It’s been too long since I wrote something uplifting, inspiring or philosophical here. I’m just so busy putting one foot in front of the other that I don’t have the time or energy for deep thoughts. I’ve reached the point where I feel that if I don’t keep moving, I’ll stop completely.
The challenges just keeping on coming. A difficult recovery from surgery for my sister. A flooded bedroom from a leaking air conditioner that resulted in a wall and floor (yes, another one) being destroyed. Stuff piled everywhere as we try to salvage what we can. Trying to adapt to a full school schedule. Bills to pay. Car repairs and wrong parts and pieces that don’t fit where they are supposed to. Planning for art classes. And a handful of other things going on that I haven’t even shared.

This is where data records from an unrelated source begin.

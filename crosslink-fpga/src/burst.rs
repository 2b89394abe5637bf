//! Framing of the bitstream burst write.
//!
//! The burst is one logical I2C write: the `LSC_BITSTREAM_BURST` prefix followed
//! by the whole image. I2C controllers cap the length of a single message (65,535
//! bytes under Linux), so the write is cut into chunks that are issued back to
//! back inside one transaction. Every chunk after the first continues the write
//! without a new START condition, which is what the embedded-hal contract for
//! adjacent [`Operation::Write`]s in [`I2c::transaction`] guarantees.
//!
//! [`Operation::Write`]: embedded_hal::i2c::Operation::Write
//! [`I2c::transaction`]: embedded_hal::i2c::I2c::transaction

use std::collections::TryReserveError;
use std::num::NonZeroUsize;

use crate::commands::Command;

/// One piece of the burst write.
#[derive(Debug, Clone, Copy, PartialEq, Eq)]
pub struct TransferChunk<'a> {
    /// Bytes carried by this chunk.
    pub bytes: &'a [u8],
    /// True for every chunk but the first: no START condition precedes it.
    pub continuation: bool,
}

/// Copy the burst prefix and the image into one contiguous buffer.
///
/// The allocation is fallible so that a huge image surfaces as an error rather
/// than an abort.
pub fn burst_buffer(image: &[u8]) -> Result<Vec<u8>, TryReserveError> {
    let prefix = Command::LscBitstreamBurst.frame();
    let mut buffer = Vec::new();
    buffer.try_reserve_exact(prefix.len() + image.len())?;
    buffer.extend_from_slice(prefix);
    buffer.extend_from_slice(image);
    Ok(buffer)
}

/// Split a burst buffer into chunks of at most `max_transfer` bytes.
///
/// An empty buffer yields no chunks. The driver never builds one, since the
/// prefix alone is four bytes.
pub fn chunks(buffer: &[u8], max_transfer: NonZeroUsize) -> impl Iterator<Item = TransferChunk<'_>> {
    buffer
        .chunks(max_transfer.get())
        .enumerate()
        .map(|(idx, bytes)| TransferChunk {
            bytes,
            continuation: idx > 0,
        })
}

/// Number of chunks [`chunks`] produces for a buffer of `length` bytes.
pub fn chunk_count(length: usize, max_transfer: NonZeroUsize) -> usize {
    length.div_ceil(max_transfer.get())
}

#[cfg(test)]
mod test {
    use std::num::NonZeroUsize;

    use super::{burst_buffer, chunk_count, chunks};

    fn limit(n: usize) -> NonZeroUsize {
        NonZeroUsize::new(n).unwrap()
    }

    #[test]
    fn empty_image_is_just_the_prefix() {
        let buffer = burst_buffer(&[]).unwrap();
        assert_eq!(buffer, [0x7A, 0x00, 0x00, 0x00]);
        let pieces: Vec<_> = chunks(&buffer, limit(65_535)).collect();
        assert_eq!(pieces.len(), 1);
        assert!(!pieces[0].continuation);
    }

    #[test]
    fn chunks_respect_limit_and_reassemble() {
        let image: Vec<u8> = (0..=255u8).cycle().take(1000).collect();
        let buffer = burst_buffer(&image).unwrap();
        for max in [1, 3, 4, 5, 64, 1003, 1004, 1005, 65_535] {
            let pieces: Vec<_> = chunks(&buffer, limit(max)).collect();
            assert_eq!(pieces.len(), chunk_count(buffer.len(), limit(max)));
            assert!(pieces.iter().all(|c| c.bytes.len() <= max));
            assert!(pieces.iter().skip(1).all(|c| c.continuation));
            let joined: Vec<u8> = pieces.iter().flat_map(|c| c.bytes).copied().collect();
            assert_eq!(&joined[..4], &[0x7A, 0x00, 0x00, 0x00]);
            assert_eq!(&joined[4..], &image[..]);
        }
    }

    #[test]
    fn exact_multiple_has_no_empty_tail() {
        // 65,531 bytes of image plus the prefix fill one message exactly.
        let image = vec![0u8; 65_531];
        let buffer = burst_buffer(&image).unwrap();
        assert_eq!(chunks(&buffer, limit(65_535)).count(), 1);
        let image = vec![0u8; 65_532];
        let buffer = burst_buffer(&image).unwrap();
        let pieces: Vec<_> = chunks(&buffer, limit(65_535)).collect();
        assert_eq!(pieces.len(), 2);
        assert_eq!(pieces[1].bytes.len(), 1);
    }
}
//! CrossLink configuration commands.
//!
//! Each command is a fixed frame written as-is to the device's I2C configuration
//! port. Operands are always zero for the commands used here, except for the
//! erase command which selects the SRAM.
//!
//! # Datasheet
//!
//! The opcodes are those of Lattice's sysCONFIG command set, see the CrossLink
//! programming and configuration usage guide (FPGA-TN-02014).

/// A sysCONFIG command understood by the CrossLink.
#[derive(Debug, Clone, Copy, PartialEq, Eq)]
pub enum Command {
    /// Activation key sent while `CRESET_B` is held in reset.
    ///
    /// This switches the configuration port into I2C slave mode.
    Activate,
    /// Enable in-system configuration (ISC) mode.
    IscEnable,
    /// Erase the configuration SRAM.
    IscErase,
    /// Leave ISC mode and start the loaded design.
    IscDisable,
    /// Read the 32-bit device identifier.
    ReadIdcode,
    /// Read the 32-bit user code stored alongside the configuration.
    ReadUsercode,
    /// Prepare the configuration engine for a bitstream.
    LscInit,
    /// Prefix of the burst write carrying the bitstream.
    LscBitstreamBurst,
    /// Read the 32-bit configuration status register.
    LscReadStatus,
}

impl Command {
    /// Bytes written to the device for this command.
    pub const fn frame(&self) -> &'static [u8] {
        match self {
            Command::Activate => &[0xA4, 0xC6, 0xF4, 0x8A],
            // ISC_ENABLE is the only three-byte command.
            Command::IscEnable => &[0xC6, 0x00, 0x00],
            Command::IscErase => &[0x0E, 0x01, 0x00, 0x00],
            Command::IscDisable => &[0x26, 0x00, 0x00, 0x00],
            Command::ReadIdcode => &[0xE0, 0x00, 0x00, 0x00],
            Command::ReadUsercode => &[0xC0, 0x00, 0x00, 0x00],
            Command::LscInit => &[0x46, 0x00, 0x00, 0x00],
            Command::LscBitstreamBurst => &[0x7A, 0x00, 0x00, 0x00],
            Command::LscReadStatus => &[0x3C, 0x00, 0x00, 0x00],
        }
    }

    /// Name of the command as given in the Lattice documentation.
    pub const fn name(&self) -> &'static str {
        match self {
            Command::Activate => "ACTIVATE",
            Command::IscEnable => "ISC_ENABLE",
            Command::IscErase => "ISC_ERASE",
            Command::IscDisable => "ISC_DISABLE",
            Command::ReadIdcode => "IDCODE_PUB",
            Command::ReadUsercode => "USERCODE",
            Command::LscInit => "LSC_INIT",
            Command::LscBitstreamBurst => "LSC_BITSTREAM_BURST",
            Command::LscReadStatus => "LSC_READ_STATUS",
        }
    }

    /// Look up the command whose frame is exactly `bytes`.
    pub fn from_frame(bytes: &[u8]) -> Option<Self> {
        use Command::*;
        [
            Activate,
            IscEnable,
            IscErase,
            IscDisable,
            ReadIdcode,
            ReadUsercode,
            LscInit,
            LscBitstreamBurst,
            LscReadStatus,
        ]
        .into_iter()
        .find(|command| command.frame() == bytes)
    }
}

impl std::fmt::Display for Command {
    fn fmt(&self, f: &mut std::fmt::Formatter<'_>) -> std::fmt::Result {
        f.write_str(self.name())
    }
}

#[cfg(test)]
mod test {
    use super::Command;

    #[test]
    fn burst_prefix_is_four_bytes() {
        assert_eq!(Command::LscBitstreamBurst.frame().len(), 4);
    }

    #[test]
    fn frames_map_back_to_commands() {
        assert_eq!(
            Command::from_frame(&[0xE0, 0, 0, 0]),
            Some(Command::ReadIdcode)
        );
        assert_eq!(Command::from_frame(&[0xC6, 0, 0]), Some(Command::IscEnable));
        assert_eq!(Command::from_frame(&[0xC6, 0, 0, 0]), None);
    }
}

One at a time wouldn’t be much of a problem, but one after another is getting old.
I’m trying not to whine. And I’m trying to be optimistic. I know it will all resolve itself – one way or another. I’m aware that most of it is out of my control.
In a way, this time has been a blessing.
Simplifying life can be challenging. Sorting out the important stuff is sometimes hard to figure out. Priorities shift and often it’s impossible to put things in proper perspective.
Until…there is literally so much that you can’t get done because there is so much to be done!
That’s when you have to pick out “one”, “two” and “three” and let the rest slide. I’ve left things undone lately that used to seem terribly important. They can wait I need sleep or I can’t cope.
Number one priority has to be family. Quieting the endless to-do list running through my brain so that I can really hear what loved ones are trying to tell me. Remembering to say “I love you” and be present as much as possible. Not yelling and remembering that everyone is dealing with the stress right now – sometimes in ways that I don’t understand. Individually. it is all too hard. Together, we can somehow work through it.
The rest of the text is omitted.